→ MATERIALS PROVIDED
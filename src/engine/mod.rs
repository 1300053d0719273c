// ABOUTME: Execution engine module for the stagehand task graph library
// ABOUTME: Scheduling, known-values propagation, control loop, and engine contract

pub mod command;
pub mod context;
pub mod control;
pub mod error;
pub mod plan;
pub mod report;

pub use command::{
    Command, CommandEngine, Completion, CompletionHandle, ImmediateEngine, LoggingSuspender,
    SuspensionHook,
};
pub use context::KnownValues;
pub use control::{ControlLoop, ControlSummary, FailureTracker, GraphSource};
pub use error::{ExecutionError, Result};
pub use plan::DecisionEnginePlan;
pub use report::{GraphReport, GraphStatus, GraphSummary, TaskReport, TaskStatus};
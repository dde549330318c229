use crate::audio::{AudioStream, StreamInfo};
use crate::db::models::{Sample, normalize_tags};
use chrono::{DateTime, Utc};
use lofty::prelude::*;
use std::path::Path;
use thiserror::Error;

use super::standardize_path;

#[derive(Error, Debug)]
pub enum ProbeError {
    #[error("File not found: {0}")]
    NotFound(String),
}

/// Build a sample for `path`, reading whatever metadata is available.
///
/// Each dimension is read independently and left absent on failure; only a
/// missing file aborts the probe.
pub fn probe(path: &Path, tags: &[String]) -> Result<Sample, ProbeError> {
    if !path.exists() {
        return Err(ProbeError::NotFound(path.display().to_string()));
    }

    let path = standardize_path(path);
    let mut sample = Sample::new(path.clone(), normalize_tags(tags.to_vec()));

    let stream = read_stream_info(&path);
    sample.duration_seconds = read_duration(&path).or_else(|| stream.and_then(|s| s.duration_secs()));
    sample.sample_rate = stream.and_then(|s| s.sample_rate).map(f64::from);
    sample.bit_depth = stream.and_then(|s| s.bits_per_sample);
    sample.format = read_format(&path);

    let (file_created, file_size_bytes) = read_file_attributes(&path);
    sample.file_created = file_created;
    sample.file_size_bytes = file_size_bytes;

    Ok(sample)
}

/// Container-reported duration. `None` when unreadable or zero.
pub fn read_duration(path: &Path) -> Option<f64> {
    let tagged_file = match lofty::read_from_path(path) {
        Ok(f) => f,
        Err(e) => {
            log::debug!("Could not read properties from {}: {}", path.display(), e);
            return None;
        }
    };
    let secs = tagged_file.properties().duration().as_secs_f64();
    if secs > 0.0 { Some(secs) } else { None }
}

/// Native decoder parameters. `None` when the stream cannot be opened.
fn read_stream_info(path: &Path) -> Option<StreamInfo> {
    match AudioStream::open(path) {
        Ok(stream) => Some(stream.info()),
        Err(e) => {
            log::debug!("Decode unavailable for {}: {}", path.display(), e);
            None
        }
    }
}

/// Lowercase file extension; `None` only when there is none.
pub fn read_format(path: &Path) -> Option<String> {
    path.extension()
        .map(|e| e.to_string_lossy().to_lowercase())
        .filter(|e| !e.is_empty())
}

/// Filesystem creation time and byte size, each independently optional.
pub fn read_file_attributes(path: &Path) -> (Option<DateTime<Utc>>, Option<u64>) {
    let meta = match std::fs::metadata(path) {
        Ok(meta) => meta,
        Err(e) => {
            log::debug!("Could not stat {}: {}", path.display(), e);
            return (None, None);
        }
    };
    let created = meta.created().ok().map(DateTime::<Utc>::from);
    (created, Some(meta.len()))
}

#[cfg(test)]
mod tests {
    use super::*;
    use crate::audio::test_support::write_sine_wav;

    #[test]
    fn test_probe_wav_reads_all_dimensions() {
        let dir = tempfile::tempdir().unwrap();
        let path = dir.path().join("kick.wav");
        write_sine_wav(&path, 48000, 24, 2, 2.5);

        let s = probe(&path, &["drums".into(), "live".into()]).unwrap();
        assert_eq!(s.sample_rate, Some(48000.0));
        assert_eq!(s.bit_depth, Some(24));
        assert_eq!(s.format.as_deref(), Some("wav"));
        assert!((s.duration_seconds.unwrap() - 2.5).abs() < 0.01);
        assert_eq!(s.file_size_bytes, Some(std::fs::metadata(&path).unwrap().len()));
        assert_eq!(s.tags, vec!["drums", "live"]);
        assert_eq!(s.path, standardize_path(&path));
    }

    #[test]
    fn test_probe_undecodable_file_keeps_partial_metadata() {
        let dir = tempfile::tempdir().unwrap();
        let path = dir.path().join("snare.mp3");
        std::fs::write(&path, b"not really audio").unwrap();

        let s = probe(&path, &[]).unwrap();
        assert_eq!(s.format.as_deref(), Some("mp3"));
        assert_eq!(s.file_size_bytes, Some(16));
        assert!(s.sample_rate.is_none());
        assert!(s.bit_depth.is_none());
        assert!(s.duration_seconds.is_none());
    }

    #[test]
    fn test_probe_missing_file_is_not_found() {
        let err = probe(Path::new("/no/such/kick.wav"), &[]).unwrap_err();
        assert!(matches!(err, ProbeError::NotFound(_)));
    }

    #[test]
    fn test_read_format() {
        assert_eq!(read_format(Path::new("/a/B.WAV")).as_deref(), Some("wav"));
        assert_eq!(read_format(Path::new("/a/noext")), None);
    }

    #[test]
    fn test_probe_assigns_distinct_ids() {
        let dir = tempfile::tempdir().unwrap();
        let path = dir.path().join("hat.wav");
        write_sine_wav(&path, 44100, 16, 1, 0.1);
        let a = probe(&path, &[]).unwrap();
        let b = probe(&path, &[]).unwrap();
        assert_ne!(a.id, b.id);
    }
}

→ AIM OF THE TASK
All of the records above should be transcribed exactly.

→ OUTPUT OF THE EXERCISE
filename src/engine/mod.rs
repository 1300053d0719273c
// ABOUTME: Execution engine module for the stagehand task graph library
// ABOUTME: Scheduling, known-values propagation, control loop, and engine contract

pub mod command;
pub mod context;
pub mod control;
pub mod error;
pub mod plan;
pub mod report;

pub use command::{
    Command, CommandEngine, Completion, CompletionHandle, ImmediateEngine, LoggingSuspender,
    SuspensionHook,
};
pub use context::KnownValues;
pub use control::{ControlLoop, ControlSummary, FailureTracker, GraphSource};
pub use error::{ExecutionError, Result};
pub use plan::DecisionEnginePlan;
pub use report::{GraphReport, GraphStatus, GraphSummary, TaskReport, TaskStatus};
repository dde549330318c229
use crate::audio::{AudioStream, StreamInfo};
use crate::db::models::{Sample, normalize_tags};
use chrono::{DateTime, Utc};
use lofty::prelude::*;
use std::path::Path;
use thiserror::Error;

use super::standardize_path;

#[derive(Error, Debug)]
pub enum ProbeError {
    #[error("File not found: {0}")]
    NotFound(String),
}

/// Build a sample for `path`, reading whatever metadata is available.
///
/// Each dimension is read independently and left absent on failure; only a
/// missing file aborts the probe.
pub fn probe(path: &Path, tags: &[String]) -> Result<Sample, ProbeError> {
    if !path.exists() {
        return Err(ProbeError::NotFound(path.display().to_string()));
    }

    let path = standardize_path(path);
    let mut sample = Sample::new(path.clone(), normalize_tags(tags.to_vec()));

    let stream = read_stream_info(&path);
    sample.duration_seconds = read_duration(&path).or_else(|| stream.and_then(|s| s.duration_secs()));
    sample.sample_rate = stream.and_then(|s| s.sample_rate).map(f64::from);
    sample.bit_depth = stream.and_then(|s| s.bits_per_sample);
    sample.format = read_format(&path);

    let (file_created, file_size_bytes) = read_file_attributes(&path);
    sample.file_created = file_created;
    sample.file_size_bytes = file_size_bytes;

    Ok(sample)
}

/// Container-reported duration. `None` when unreadable or zero.
pub fn read_duration(path: &Path) -> Option<f64> {
    let tagged_file = match lofty::read_from_path(path) {
        Ok(f) => f,
        Err(e) => {
            log::debug!("Could not read properties from {}: {}", path.display(), e);
            return None;
        }
    };
    let secs = tagged_file.properties().duration().as_secs_f64();
    if secs > 0.0 { Some(secs) } else { None }
}

/// Native decoder parameters. `None` when the stream cannot be opened.
fn read_stream_info(path: &Path) -> Option<StreamInfo> {
    match AudioStream::open(path) {
        Ok(stream) => Some(stream.info()),
        Err(e) => {
            log::debug!("Decode unavailable for {}: {}", path.display(), e);
            None
        }
    }
}

/// Lowercase file extension; `None` only when there is none.
pub fn read_format(path: &Path) -> Option<String> {
    path.extension()
        .map(|e| e.to_string_lossy().to_lowercase())
        .filter(|e| !e.is_empty())
}

/// Filesystem creation time and byte size, each independently optional.
pub fn read_file_attributes(path: &Path) -> (Option<DateTime<Utc>>, Option<u64>) {
    let meta = match std::fs::metadata(path) {
        Ok(meta) => meta,
        Err(e) => {
            log::debug!("Could not stat {}: {}", path.display(), e);
            return (None, None);
        }
    };
    let created = meta.created().ok().map(DateTime::<Utc>::from);
    (created, Some(meta.len()))
}

#[cfg(test)]
mod tests {
    use super::*;
    use crate::audio::test_support::write_sine_wav;

    #[test]
    fn test_probe_wav_reads_all_dimensions() {
        let dir = tempfile::tempdir().unwrap();
        let path = dir.path().join("kick.wav");
        write_sine_wav(&path, 48000, 24, 2, 2.5);

        let s = probe(&path, &["drums".into(), "live".into()]).unwrap();
        assert_eq!(s.sample_rate, Some(48000.0));
        assert_eq!(s.bit_depth, Some(24));
        assert_eq!(s.format.as_deref(), Some("wav"));
        assert!((s.duration_seconds.unwrap() - 2.5).abs() < 0.01);
        assert_eq!(s.file_size_bytes, Some(std::fs::metadata(&path).unwrap().len()));
        assert_eq!(s.tags, vec!["drums", "live"]);
        assert_eq!(s.path, standardize_path(&path));
    }

    #[test]
    fn test_probe_undecodable_file_keeps_partial_metadata() {
        let dir = tempfile::tempdir().unwrap();
        let path = dir.path().join("snare.mp3");
        std::fs::write(&path, b"not really audio").unwrap();

        let s = probe(&path, &[]).unwrap();
        assert_eq!(s.format.as_deref(), Some("mp3"));
        assert_eq!(s.file_size_bytes, Some(16));
        assert!(s.sample_rate.is_none());
        assert!(s.bit_depth.is_none());
        assert!(s.duration_seconds.is_none());
    }

    #[test]
    fn test_probe_missing_file_is_not_found() {
        let err = probe(Path::new("/no/such/kick.wav"), &[]).unwrap_err();
        assert!(matches!(err, ProbeError::NotFound(_)));
    }

    #[test]
    fn test_read_format() {
        assert_eq!(read_format(Path::new("/a/B.WAV")).as_deref(), Some("wav"));
        assert_eq!(read_format(Path::new("/a/noext")), None);
    }

    #[test]
    fn test_probe_assigns_distinct_ids() {
        let dir = tempfile::tempdir().unwrap();
        let path = dir.path().join("hat.wav");
        write_sine_wav(&path, 44100, 16, 1, 0.1);
        let a = probe(&path, &[]).unwrap();
        let b = probe(&path, &[]).unwrap();
        assert_ne!(a.id, b.id);
    }
}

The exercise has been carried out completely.